___ Data shown ___
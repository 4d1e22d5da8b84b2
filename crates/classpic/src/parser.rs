//! Class notation parser
//!
//! Recovers a [`Diagram`] from loosely structured, line-oriented text.
//! Parsing is best-effort and never fails: every line either matches one
//! of the grammar rules or is silently dropped.
//!
//! Grammar, one rule per line (first match wins):
//!
//! ```text
//! class <Identifier>
//! <Identifier> : <+|-|#><Identifier>[()] : <Identifier>
//! <Identifier> <|-- <Identifier>
//! <Identifier> --> <Identifier>
//! <Identifier> <-- <Identifier>
//! ```

use std::collections::HashMap;

use tracing::{debug, trace};

use crate::diagram::{Class, Diagram, Member, Relation, RelationKind, Visibility};

/// Parse class notation into a diagram
///
/// Never fails; unrecognized or malformed lines are skipped. Member lines
/// attach to the most recent `class` declaration of their name, so a member
/// that precedes its class declaration is dropped.
pub fn parse(input: &str) -> Diagram {
    let mut diagram = Diagram::new();
    // Most recent declaration index per name. A repeated `class` line
    // shadows the earlier entry here while both stay in the diagram.
    let mut registry: HashMap<String, usize> = HashMap::new();

    for raw_line in input.split(['\r', '\n']) {
        let line = raw_line.trim();
        if line.is_empty() {
            continue;
        }

        if let Some(rest) = line.strip_prefix("class ") {
            let name = rest.trim();
            debug!(class = name, "declared class");
            registry.insert(name.to_string(), diagram.class_count());
            diagram.add_class(Class::new(name));
        } else if let Some(relation) = parse_relation(line) {
            debug!(
                from = %relation.from,
                to = %relation.to,
                token = relation.kind.token(),
                "declared relation"
            );
            diagram.add_relation(relation);
        } else if let Some((class_name, member)) = parse_member(line) {
            match registry.get(class_name) {
                Some(&index) => {
                    debug!(class = class_name, member = %member.name, "declared member");
                    diagram.classes_mut()[index].add_member(member);
                }
                None => trace!(class = class_name, "member for undeclared class dropped"),
            }
        } else {
            trace!(line, "unrecognized line skipped");
        }
    }

    diagram
}

/// Relation tokens in match priority order. `<|--` must be tested before
/// `<--`, which it contains.
const RELATION_TOKENS: [(&str, RelationKind); 3] = [
    ("<|--", RelationKind::Generalization),
    ("-->", RelationKind::Association),
    ("<--", RelationKind::ReverseAssociation),
];

/// Parse a relation line like `Dog <|-- Animal` or `A --> B`
///
/// The line is split at the first occurrence of the matched token; both
/// halves must be non-empty after trimming or the line is discarded.
fn parse_relation(line: &str) -> Option<Relation> {
    for (token, kind) in RELATION_TOKENS {
        if line.contains(token) {
            let (from, to) = line.split_once(token)?;
            let from = from.trim();
            let to = to.trim();
            if from.is_empty() || to.is_empty() {
                return None;
            }
            return Some(Relation::new(from, to, kind));
        }
    }
    None
}

/// Parse a member line like `Animal : +name : string` or `Dog : -bark() : void`
///
/// Returns the target class name and the member. The visibility symbol must
/// immediately precede the member name; optional `()` sits between the name
/// and the type separator. `is_method` is true iff the literal `()` appears
/// anywhere in the line.
fn parse_member(line: &str) -> Option<(&str, Member)> {
    let (class_part, rest) = line.split_once(':')?;
    let class_name = class_part.trim();
    if !is_identifier(class_name) {
        return None;
    }

    let rest = rest.trim_start();
    let mut chars = rest.chars();
    let visibility = Visibility::from_symbol(chars.next()?)?;
    let rest = chars.as_str();

    let name_len = rest
        .find(|c: char| !is_identifier_char(c))
        .unwrap_or(rest.len());
    if name_len == 0 {
        return None;
    }
    let (name, tail) = rest.split_at(name_len);

    // Optional call-parentheses directly after the name
    let tail = tail.strip_prefix('(').unwrap_or(tail);
    let tail = tail.strip_prefix(')').unwrap_or(tail);

    let member_type = tail.trim_start().strip_prefix(':')?.trim();
    if !is_identifier(member_type) {
        return None;
    }

    let mut member =
        Member::new(name, member_type).with_visibility(visibility);
    member.is_method = line.contains("()");
    Some((class_name, member))
}

fn is_identifier_char(c: char) -> bool {
    c.is_alphanumeric() || c == '_'
}

fn is_identifier(s: &str) -> bool {
    !s.is_empty() && s.chars().all(is_identifier_char)
}

#[cfg(test)]
mod tests {
    use super::*;

    #[test]
    fn test_parse_class_declaration() {
        let diagram = parse("class Animal");
        assert_eq!(diagram.class_count(), 1);
        assert_eq!(diagram.classes()[0].name, "Animal");
    }

    #[test]
    fn test_parse_class_name_trimmed() {
        let diagram = parse("   class   Animal  ");
        assert_eq!(diagram.classes()[0].name, "Animal");
    }

    #[test]
    fn test_parse_members_attach_in_order() {
        let diagram = parse("class A\nA : +name : string\nA : -id : int");

        assert_eq!(diagram.class_count(), 1);
        let class = &diagram.classes()[0];
        assert_eq!(class.members.len(), 2);
        assert_eq!(class.members[0].name, "name");
        assert_eq!(class.members[0].visibility, Some(Visibility::Public));
        assert_eq!(class.members[0].member_type, "string");
        assert!(!class.members[0].is_method);
        assert_eq!(class.members[1].visibility, Some(Visibility::Private));
    }

    #[test]
    fn test_parse_method_member() {
        let diagram = parse("class Dog\nDog : #bark() : void");

        let member = &diagram.classes()[0].members[0];
        assert_eq!(member.name, "bark");
        assert_eq!(member.visibility, Some(Visibility::Protected));
        assert_eq!(member.member_type, "void");
        assert!(member.is_method);
    }

    #[test]
    fn test_member_before_declaration_dropped() {
        let diagram = parse("A : +name : string\nclass A");

        assert_eq!(diagram.class_count(), 1);
        assert!(diagram.classes()[0].members.is_empty());
    }

    #[test]
    fn test_member_for_unknown_class_dropped() {
        let diagram = parse("class A\nB : +name : string");
        assert!(diagram.classes()[0].members.is_empty());
    }

    #[test]
    fn test_member_without_visibility_symbol_dropped() {
        let diagram = parse("class A\nA : name : string");
        assert!(diagram.classes()[0].members.is_empty());
    }

    #[test]
    fn test_member_with_space_before_name_dropped() {
        let diagram = parse("class A\nA : + name : string");
        assert!(diagram.classes()[0].members.is_empty());
    }

    #[test]
    fn test_parse_relation_kinds() {
        let diagram = parse("A --> B\nC <-- D\nDog <|-- Animal");

        assert_eq!(diagram.relation_count(), 3);
        assert_eq!(diagram.relations()[0].kind, RelationKind::Association);
        assert_eq!(diagram.relations()[1].kind, RelationKind::ReverseAssociation);
        assert_eq!(diagram.relations()[2].kind, RelationKind::Generalization);
        assert_eq!(diagram.relations()[2].from, "Dog");
        assert_eq!(diagram.relations()[2].to, "Animal");
    }

    #[test]
    fn test_generalization_wins_over_backward_association() {
        // "<|--" does not contain "<--" literally, but priority is still
        // part of the contract when a line carries multiple tokens.
        let diagram = parse("A <|-- B --> C");
        assert_eq!(diagram.relation_count(), 1);
        let rel = &diagram.relations()[0];
        assert_eq!(rel.kind, RelationKind::Generalization);
        assert_eq!(rel.from, "A");
        assert_eq!(rel.to, "B --> C");
    }

    #[test]
    fn test_relation_with_empty_side_dropped() {
        let diagram = parse("--> B\nA -->\n-->");
        assert_eq!(diagram.relation_count(), 0);
    }

    #[test]
    fn test_relation_endpoints_not_validated() {
        let diagram = parse("Foo --> Bar");
        assert_eq!(diagram.class_count(), 0);
        assert_eq!(diagram.relation_count(), 1);
        assert_eq!(diagram.relations()[0].from, "Foo");
        assert_eq!(diagram.relations()[0].to, "Bar");
    }

    #[test]
    fn test_duplicate_class_shadows_member_lookup() {
        let input = "class Foo\nFoo : +a : int\nclass Foo\nFoo : +b : int";
        let diagram = parse(input);

        // Two independent entities; members after the shadowing point
        // attach only to the most recent declaration.
        assert_eq!(diagram.class_count(), 2);
        assert_eq!(diagram.classes()[0].members.len(), 1);
        assert_eq!(diagram.classes()[0].members[0].name, "a");
        assert_eq!(diagram.classes()[1].members.len(), 1);
        assert_eq!(diagram.classes()[1].members[0].name, "b");
    }

    #[test]
    fn test_unrecognized_lines_skipped() {
        let input = "hello world\nclass A\n!!!\n// comment\nA : +x : int";
        let diagram = parse(input);

        assert_eq!(diagram.class_count(), 1);
        assert_eq!(diagram.classes()[0].members.len(), 1);
        assert_eq!(diagram.relation_count(), 0);
    }

    #[test]
    fn test_mixed_line_endings() {
        let diagram = parse("class A\r\nclass B\rclass C\n");
        assert_eq!(diagram.class_count(), 3);
    }

    #[test]
    fn test_empty_input_gives_empty_diagram() {
        assert!(parse("").is_empty());
        assert!(parse("\n\r\n  \n").is_empty());
    }

    #[test]
    fn test_parse_is_idempotent() {
        let input = "class Animal\nAnimal : +name : string\nclass Dog\nDog <|-- Animal";
        assert_eq!(parse(input), parse(input));
    }

    #[test]
    fn test_member_trailing_junk_dropped() {
        let diagram = parse("class A\nA : +x : int extra");
        assert!(diagram.classes()[0].members.is_empty());
    }
}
___
__Your instructions__: With the line holding "const RELATION_TOKENS: [(&str, RelationKind);" as the first and the line holding "between the name" as the last, please transcribe exactly the lines of the material above in that range and nothing else.

__Exercise output__:
const RELATION_TOKENS: [(&str, RelationKind); 3] = [
    ("<|--", RelationKind::Generalization),
    ("-->", RelationKind::Association),
    ("<--", RelationKind::ReverseAssociation),
];

/// Parse a relation line like `Dog <|-- Animal` or `A --> B`
///
/// The line is split at the first occurrence of the matched token; both
/// halves must be non-empty after trimming or the line is discarded.
fn parse_relation(line: &str) -> Option<Relation> {
    for (token, kind) in RELATION_TOKENS {
        if line.contains(token) {
            let (from, to) = line.split_once(token)?;
            let from = from.trim();
            let to = to.trim();
            if from.is_empty() || to.is_empty() {
                return None;
            }
            return Some(Relation::new(from, to, kind));
        }
    }
    None
}

/// Parse a member line like `Animal : +name : string` or `Dog : -bark() : void`
///
/// Returns the target class name and the member. The visibility symbol must
/// immediately precede the member name; optional `()` sits between the name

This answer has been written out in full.